# Stored data
= Beginning of Section =

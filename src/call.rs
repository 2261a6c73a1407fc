//! Invocation records and call rendering.
//!
//! A [`CallArgs`] is everything one call of a target callable receives: ordered
//! positional arguments and ordered named arguments. The rendering helpers
//! here produce the echo text shown in traces, e.g. `greet('Ada', greeting='Hi')`.

use crate::errors::{missing_argument, type_mismatch, DrillError};
use crate::value::Value;

/// Positional and named arguments for one invocation.
#[derive(Debug, Clone, Default, PartialEq)]
pub struct CallArgs {
    pub positional: Vec<Value>,
    pub named: Vec<(String, Value)>,
}

impl CallArgs {
    pub fn new() -> Self {
        Self::default()
    }

    /// Builds positional-only arguments.
    pub fn positional<I, V>(values: I) -> Self
    where
        I: IntoIterator<Item = V>,
        V: Into<Value>,
    {
        Self {
            positional: values.into_iter().map(Into::into).collect(),
            named: Vec::new(),
        }
    }

    /// Appends a positional argument.
    pub fn arg(mut self, value: impl Into<Value>) -> Self {
        self.positional.push(value.into());
        self
    }

    /// Sets a named argument, replacing an earlier one with the same name.
    pub fn kwarg(mut self, name: impl Into<String>, value: impl Into<Value>) -> Self {
        let name = name.into();
        let value = value.into();
        match self.named.iter_mut().find(|(k, _)| *k == name) {
            Some(slot) => slot.1 = value,
            None => self.named.push((name, value)),
        }
        self
    }

    pub fn len(&self) -> usize {
        self.positional.len() + self.named.len()
    }

    pub fn is_empty(&self) -> bool {
        self.positional.is_empty() && self.named.is_empty()
    }

    pub fn named_value(&self, name: &str) -> Option<&Value> {
        self.named.iter().find(|(k, _)| k == name).map(|(_, v)| v)
    }

    // ------------------------------------------------------------------------
    // Parameter binding for callables
    // ------------------------------------------------------------------------

    /// Binds parameter `name` at position `index`: the positional argument when
    /// there is one, otherwise the named argument of that name. Callables
    /// reject a parameter given both ways before binding.
    pub fn bind(&self, index: usize, name: &str) -> Option<&Value> {
        self.positional
            .get(index)
            .or_else(|| self.named_value(name))
    }

    pub fn require(&self, func: &str, index: usize, name: &str) -> Result<&Value, DrillError> {
        self.bind(index, name)
            .ok_or_else(|| missing_argument(func, name))
    }

    pub fn int(&self, func: &str, index: usize, name: &str) -> Result<i64, DrillError> {
        let value = self.require(func, index, name)?;
        value
            .as_int()
            .ok_or_else(|| type_mismatch(func, name, "int", value.type_name()))
    }

    pub fn text(&self, func: &str, index: usize, name: &str) -> Result<&str, DrillError> {
        let value = self.require(func, index, name)?;
        value
            .as_str()
            .ok_or_else(|| type_mismatch(func, name, "str", value.type_name()))
    }

    pub fn list(&self, func: &str, index: usize, name: &str) -> Result<&[Value], DrillError> {
        let value = self.require(func, index, name)?;
        value
            .as_list()
            .ok_or_else(|| type_mismatch(func, name, "list", value.type_name()))
    }
}

// ============================================================================
// RENDERING
// ============================================================================

/// Comma-joined positional arguments, text values quoted.
pub(crate) fn render_positional(values: &[Value]) -> String {
    values
        .iter()
        .map(Value::repr)
        .collect::<Vec<_>>()
        .join(", ")
}

/// Comma-joined `name=value` pairs, text values quoted.
pub(crate) fn render_named(named: &[(String, Value)]) -> String {
    named
        .iter()
        .map(|(k, v)| format!("{}={}", k, v.repr()))
        .collect::<Vec<_>>()
        .join(", ")
}

/// The echo of a call: `name(positional, named)`.
pub(crate) fn render_call(name: &str, args: &CallArgs) -> String {
    let parts: Vec<String> = [
        render_positional(&args.positional),
        render_named(&args.named),
    ]
    .into_iter()
    .filter(|part| !part.is_empty())
    .collect();
    format!("{}({})", name, parts.join(", "))
}
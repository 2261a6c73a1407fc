//! The test runner.
//!
//! A [`TestRunner`] is bound to one callable, resolved by name from a
//! [`Registry`] when the runner is built. It offers three ways to exercise it:
//!
//! - [`TestRunner::run`] invokes once and prints an ` [IN]` / `[OUT]` trace.
//! - [`TestRunner::test`] invokes once, compares against an expected value and
//!   prints the comparison.
//! - [`TestRunner::evaluate`] runs a [`Batch`] of argument-text cases, prints
//!   only the failures and finishes with a `<passed>/<total> test(s) passed.`
//!   summary.
//!
//! ```rust
//! use drill::{build_default_registry, CallArgs, RunnerConfig, TestRunner};
//!
//! let registry = build_default_registry();
//! let config = RunnerConfig { no_print: true, ..RunnerConfig::default() };
//! let runner = TestRunner::with_config("double", &registry, config).unwrap();
//! assert!(runner.test(10, &CallArgs::positional([5])).unwrap());
//! assert!(!runner.test(11, &CallArgs::positional([5])).unwrap());
//! ```

use crate::batch::{Batch, BatchCase, Tally};
use crate::call::{render_call, CallArgs};
use crate::errors::{DrillError, ErrorKind, SourceContext};
use crate::output::{SharedOutput, Tone};
use crate::registry::{Callable, Registry};
use crate::syntax::parse_arguments_in;
use crate::value::Value;
use serde::{Deserialize, Serialize};
use tracing::{debug, trace};

/// Printing and return behaviour of a runner.
#[derive(Debug, Clone, Copy, PartialEq, Eq, Serialize, Deserialize)]
#[serde(default)]
pub struct RunnerConfig {
    /// Suppress the per-call traces of `run` and `test` and the failure blocks
    /// of `evaluate`.
    pub no_print: bool,
    /// Make `run` hand its result back to the caller.
    pub return_output: bool,
    /// Width of divider lines.
    pub rule_width: usize,
}

impl Default for RunnerConfig {
    fn default() -> Self {
        Self {
            no_print: false,
            return_output: false,
            rule_width: 80,
        }
    }
}

pub struct TestRunner {
    name: String,
    func: Callable,
    config: RunnerConfig,
    output: SharedOutput,
}

impl TestRunner {
    /// Binds a runner to the callable registered as `name`, with default
    /// configuration and stdout output.
    pub fn new(name: &str, registry: &Registry) -> Result<Self, DrillError> {
        Self::with_config(name, registry, RunnerConfig::default())
    }

    pub fn with_config(
        name: &str,
        registry: &Registry,
        config: RunnerConfig,
    ) -> Result<Self, DrillError> {
        let func = registry.resolve(name)?;
        debug!(callable = name, ?config, "runner bound");
        Ok(Self {
            name: name.to_string(),
            func,
            config,
            output: SharedOutput::default(),
        })
    }

    /// Binds a runner from a dynamic value, which must be text.
    ///
    /// Fails with `InvalidName` before any lookup or invocation otherwise.
    pub fn from_value(
        name: &Value,
        registry: &Registry,
        config: RunnerConfig,
    ) -> Result<Self, DrillError> {
        match name {
            Value::Str(name) => Self::with_config(name, registry, config),
            other => Err(DrillError::new(ErrorKind::InvalidName {
                found: other.type_name().to_string(),
            })
            .with_help("pass the callable's name as a quoted string")),
        }
    }

    /// Redirects all printing to `output`.
    pub fn with_output(mut self, output: impl Into<SharedOutput>) -> Self {
        self.output = output.into();
        self
    }

    pub fn name(&self) -> &str {
        &self.name
    }

    pub fn config(&self) -> &RunnerConfig {
        &self.config
    }

    // ------------------------------------------------------------------------
    // Operations
    // ------------------------------------------------------------------------

    /// Invokes the callable once and prints the trace.
    ///
    /// Returns the result only when `return_output` is set.
    pub fn run(&self, args: &CallArgs) -> Result<Option<Value>, DrillError> {
        let result = self.invoke(args, true)?;
        Ok(self.config.return_output.then_some(result))
    }

    /// Invokes the callable once and reports whether the result equals
    /// `expected`. Printing never affects the answer.
    pub fn test(&self, expected: impl Into<Value>, args: &CallArgs) -> Result<bool, DrillError> {
        let expected = expected.into();
        let actual = self.invoke(args, false)?;
        if !self.config.no_print {
            self.print_comparison(args, &actual, &expected);
        }
        Ok(actual == expected)
    }

    /// Runs every case of `batch`, or only the case keyed `test_key` when one
    /// is given. Failures and the summary line are printed; nothing is
    /// returned. The first error aborts the rest of the batch.
    pub fn evaluate(&self, batch: &Batch, test_key: Option<&str>) -> Result<(), DrillError> {
        self.tally(batch, test_key).map(|_| ())
    }

    pub(crate) fn tally(&self, batch: &Batch, test_key: Option<&str>) -> Result<Tally, DrillError> {
        let selected: Vec<&BatchCase> = match test_key {
            Some(key) => vec![batch.find(key).ok_or_else(|| {
                DrillError::new(ErrorKind::UnknownCase { key: key.into() })
            })?],
            None => batch.iter().collect(),
        };

        let mut tally = Tally {
            passed: 0,
            total: selected.len(),
        };
        for case in selected {
            let source = SourceContext::from_text(format!("{} case", self.name), &case.arguments);
            let args = parse_arguments_in(&case.arguments, &source)?;
            let actual = self.invoke(&args, false)?;
            if actual == case.expected {
                tally.passed += 1;
                trace!(case = %case.arguments, "pass");
            } else {
                debug!(case = %case.arguments, actual = %actual.repr(), expected = %case.expected.repr(), "fail");
                if !self.config.no_print {
                    self.print_comparison(&args, &actual, &case.expected);
                }
            }
        }

        let tone = if tally.all_passed() { Tone::Pass } else { Tone::Fail };
        self.output.emit(&tally.summary(), tone);
        self.print_rule('=');
        Ok(tally)
    }

    // ------------------------------------------------------------------------
    // Internals
    // ------------------------------------------------------------------------

    /// The single invocation path. `echo` is false when called on behalf of a
    /// comparison, which prints its own trace.
    fn invoke(&self, args: &CallArgs, echo: bool) -> Result<Value, DrillError> {
        trace!(callable = %self.name, args = args.len(), "invoke");
        let result = (self.func)(args).inspect_err(|e| {
            debug!(callable = %self.name, error = %e, "callable raised");
        })?;

        if echo && !self.config.no_print {
            self.print_call(args);
            self.output.emit(&format!("[OUT] {}", result.repr()), Tone::Output);
            self.print_rule('=');
        }
        Ok(result)
    }

    fn print_call(&self, args: &CallArgs) {
        self.output
            .emit(&format!(" [IN] {}", render_call(&self.name, args)), Tone::Input);
    }

    fn print_comparison(&self, args: &CallArgs, actual: &Value, expected: &Value) {
        self.print_call(args);
        self.output.emit(&format!("[OUT] {}", actual.repr()), Tone::Output);
        self.print_rule('-');
        self.output.emit(&format!("[EXP] {}", expected.repr()), Tone::Expected);
        self.print_rule('=');
    }

    fn print_rule(&self, key: char) {
        let rule: String = std::iter::repeat(key).take(self.config.rule_width).collect();
        self.output.emit(&rule, Tone::Rule);
    }
}

#[cfg(test)]
mod tests {
    use super::*;
    use crate::output::OutputBuffer;
    use std::cell::RefCell;
    use std::rc::Rc;

    fn quiet_runner(name: &str) -> (TestRunner, Rc<RefCell<OutputBuffer>>) {
        let buffer = Rc::new(RefCell::new(OutputBuffer::new()));
        let registry = crate::registry::build_default_registry();
        let config = RunnerConfig {
            rule_width: 4,
            ..RunnerConfig::default()
        };
        let runner = TestRunner::with_config(name, &registry, config)
            .unwrap()
            .with_output(buffer.clone());
        (runner, buffer)
    }

    #[test]
    fn test_does_not_echo_the_nested_run() {
        let (runner, buffer) = quiet_runner("double");
        assert!(runner.test(10, &CallArgs::positional([5])).unwrap());
        assert_eq!(
            buffer.borrow().lines,
            vec![" [IN] double(5)", "[OUT] 10", "----", "[EXP] 10", "===="]
        );
    }

    #[test]
    fn unknown_test_key_fails() {
        let (runner, _) = quiet_runner("double");
        let batch = Batch::new().case("1", 2);
        let err = runner.evaluate(&batch, Some("2")).unwrap_err();
        assert_eq!(err.kind, ErrorKind::UnknownCase { key: "2".into() });
    }

    #[test]
    fn test_key_selects_one_case() {
        let (runner, buffer) = quiet_runner("double");
        let batch = Batch::new().case("1", 2).case("3", 5);
        let tally = runner.tally(&batch, Some("1")).unwrap();
        assert_eq!(tally, Tally { passed: 1, total: 1 });
        assert_eq!(buffer.borrow().lines, vec!["1/1 test(s) passed.", "===="]);
    }
}
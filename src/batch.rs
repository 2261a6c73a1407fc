//! Batch cases: argument-text mapped to an expected value.

use crate::value::Value;
use serde::Serialize;

/// One entry of a [`Batch`].
#[derive(Debug, Clone, PartialEq)]
pub struct BatchCase {
    /// Literal rendering of the call's arguments, e.g. `'abc', 3`.
    pub arguments: String,
    pub expected: Value,
}

/// An insertion-ordered mapping from argument-text to expected value.
///
/// Keys are unique: inserting an existing argument-text replaces its expected
/// value in place.
///
/// ```rust
/// use drill::{Batch, Value};
/// let batch: Batch = [("5", 10), ("3", 5), ("5", 11)].into_iter().collect();
/// assert_eq!(batch.len(), 2);
/// assert_eq!(batch.get("5"), Some(&Value::Int(11)));
/// ```
#[derive(Debug, Clone, Default, PartialEq)]
pub struct Batch {
    cases: Vec<BatchCase>,
}

impl Batch {
    pub fn new() -> Self {
        Self::default()
    }

    pub fn insert(&mut self, arguments: impl Into<String>, expected: impl Into<Value>) {
        let arguments = arguments.into();
        let expected = expected.into();
        match self.cases.iter_mut().find(|c| c.arguments == arguments) {
            Some(case) => case.expected = expected,
            None => self.cases.push(BatchCase {
                arguments,
                expected,
            }),
        }
    }

    /// Builder form of [`Batch::insert`].
    pub fn case(mut self, arguments: impl Into<String>, expected: impl Into<Value>) -> Self {
        self.insert(arguments, expected);
        self
    }

    pub fn get(&self, arguments: &str) -> Option<&Value> {
        self.find(arguments).map(|c| &c.expected)
    }

    pub(crate) fn find(&self, arguments: &str) -> Option<&BatchCase> {
        self.cases.iter().find(|c| c.arguments == arguments)
    }

    pub fn iter(&self) -> std::slice::Iter<'_, BatchCase> {
        self.cases.iter()
    }

    pub fn len(&self) -> usize {
        self.cases.len()
    }

    pub fn is_empty(&self) -> bool {
        self.cases.is_empty()
    }
}

impl<K: Into<String>, V: Into<Value>> FromIterator<(K, V)> for Batch {
    fn from_iter<I: IntoIterator<Item = (K, V)>>(iter: I) -> Self {
        let mut batch = Batch::new();
        for (k, v) in iter {
            batch.insert(k, v);
        }
        batch
    }
}

impl<'a> IntoIterator for &'a Batch {
    type Item = &'a BatchCase;
    type IntoIter = std::slice::Iter<'a, BatchCase>;

    fn into_iter(self) -> Self::IntoIter {
        self.iter()
    }
}

/// Pass count over a batch run.
#[derive(Debug, Clone, Copy, Default, PartialEq, Eq, Serialize)]
pub struct Tally {
    pub passed: usize,
    pub total: usize,
}

impl Tally {
    pub fn failed(&self) -> usize {
        self.total - self.passed
    }

    pub fn all_passed(&self) -> bool {
        self.passed == self.total
    }

    /// The summary line printed after a batch.
    pub fn summary(&self) -> String {
        format!("{}/{} test(s) passed.", self.passed, self.total)
    }
}
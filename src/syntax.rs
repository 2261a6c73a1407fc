//! Argument-text syntax: the pest grammar and the parser built on it.

pub mod parser;

pub use parser::{parse_arguments, parse_arguments_in, parse_value};
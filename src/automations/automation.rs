//! Automation trait and event types.

use async_trait::async_trait;
use futures::future::BoxFuture;
use serde::{Deserialize, Serialize};

use crate::context::WorkerContext;
use crate::documents::PageData;
use crate::error::AutomationError;

/// Event delivered to an automation when an external record changes.
#[derive(Debug, Clone, Serialize, Deserialize)]
pub struct AutomationEvent {
    /// What happened, e.g. "page.updated".
    pub event_type: String,
    /// Identifier of the affected page, if known.
    pub page_id: Option<String>,
    /// The page's property values at event time.
    pub page_data: Option<PageData>,
}

impl AutomationEvent {
    /// Create an event with no page attached.
    pub fn new(event_type: impl Into<String>) -> Self {
        Self {
            event_type: event_type.into(),
            page_id: None,
            page_data: None,
        }
    }

    /// Attach the affected page id.
    pub fn with_page_id(mut self, page_id: impl Into<String>) -> Self {
        self.page_id = Some(page_id.into());
        self
    }

    /// Attach the page's current property values.
    pub fn with_page_data(mut self, data: PageData) -> Self {
        self.page_data = Some(data);
        self
    }
}

/// Trait for event-triggered handlers.
#[async_trait]
pub trait Automation: Send + Sync {
    /// Get the automation name, unique within a worker.
    fn name(&self) -> &str;

    /// Get the human-readable title.
    fn title(&self) -> &str;

    /// Get a description of what the automation does.
    fn description(&self) -> &str;

    /// Run the automation for one event.
    ///
    /// Missing prerequisites in the event (absent page id, empty required
    /// property) are treated as a no-op, not an error.
    async fn execute(&self, event: AutomationEvent, ctx: &WorkerContext)
    -> Result<(), AutomationError>;
}

type AutomationHandler = Box<
    dyn Fn(AutomationEvent, WorkerContext) -> BoxFuture<'static, Result<(), AutomationError>>
        + Send
        + Sync,
>;

/// Declarative configuration for a closure-backed automation.
pub struct AutomationConfig {
    title: String,
    description: String,
    handler: AutomationHandler,
}

impl AutomationConfig {
    /// Create an automation configuration from its metadata and handler.
    pub fn new<F, Fut>(
        title: impl Into<String>,
        description: impl Into<String>,
        handler: F,
    ) -> Self
    where
        F: Fn(AutomationEvent, WorkerContext) -> Fut + Send + Sync + 'static,
        Fut: Future<Output = Result<(), AutomationError>> + Send + 'static,
    {
        Self {
            title: title.into(),
            description: description.into(),
            handler: Box::new(move |event, ctx| Box::pin(handler(event, ctx))),
        }
    }
}

/// An automation backed by a closure, built from a name plus an
/// [`AutomationConfig`].
pub struct FnAutomation {
    name: String,
    config: AutomationConfig,
}

impl FnAutomation {
    pub fn new(name: impl Into<String>, config: AutomationConfig) -> Self {
        Self {
            name: name.into(),
            config,
        }
    }
}

#[async_trait]
impl Automation for FnAutomation {
    fn name(&self) -> &str {
        &self.name
    }

    fn title(&self) -> &str {
        &self.config.title
    }

    fn description(&self) -> &str {
        &self.config.description
    }

    async fn execute(
        &self,
        event: AutomationEvent,
        ctx: &WorkerContext,
    ) -> Result<(), AutomationError> {
        (self.config.handler)(event, ctx.clone()).await
    }
}

#[cfg(test)]
mod tests {
    use std::sync::Arc;
    use std::sync::atomic::{AtomicUsize, Ordering};

    use super::*;
    use crate::context::test_context;

    #[tokio::test]
    async fn test_fn_automation_runs_handler() {
        let calls = Arc::new(AtomicUsize::new(0));
        let counter = calls.clone();

        let automation = FnAutomation::new(
            "count",
            AutomationConfig::new("Count", "Counts invocations.", move |_event, _ctx| {
                let counter = counter.clone();
                async move {
                    counter.fetch_add(1, Ordering::SeqCst);
                    Ok(())
                }
            }),
        );

        let ctx = test_context();
        automation
            .execute(AutomationEvent::new("page.updated"), &ctx)
            .await
            .unwrap();

        assert_eq!(calls.load(Ordering::SeqCst), 1);
        assert_eq!(automation.name(), "count");
        assert_eq!(automation.title(), "Count");
    }
}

= End of Section =

# TO DO
Take the lines from the start of the records through the line holding "The rendering helpers", both included, and please print them exactly, with nothing else.

# EXPECTED ANSWER
filename src/call.rs
repository 2261a6c73a1407fc
//! Invocation records and call rendering.
//!
//! A [`CallArgs`] is everything one call of a target callable receives: ordered
//! positional arguments and ordered named arguments. The rendering helpers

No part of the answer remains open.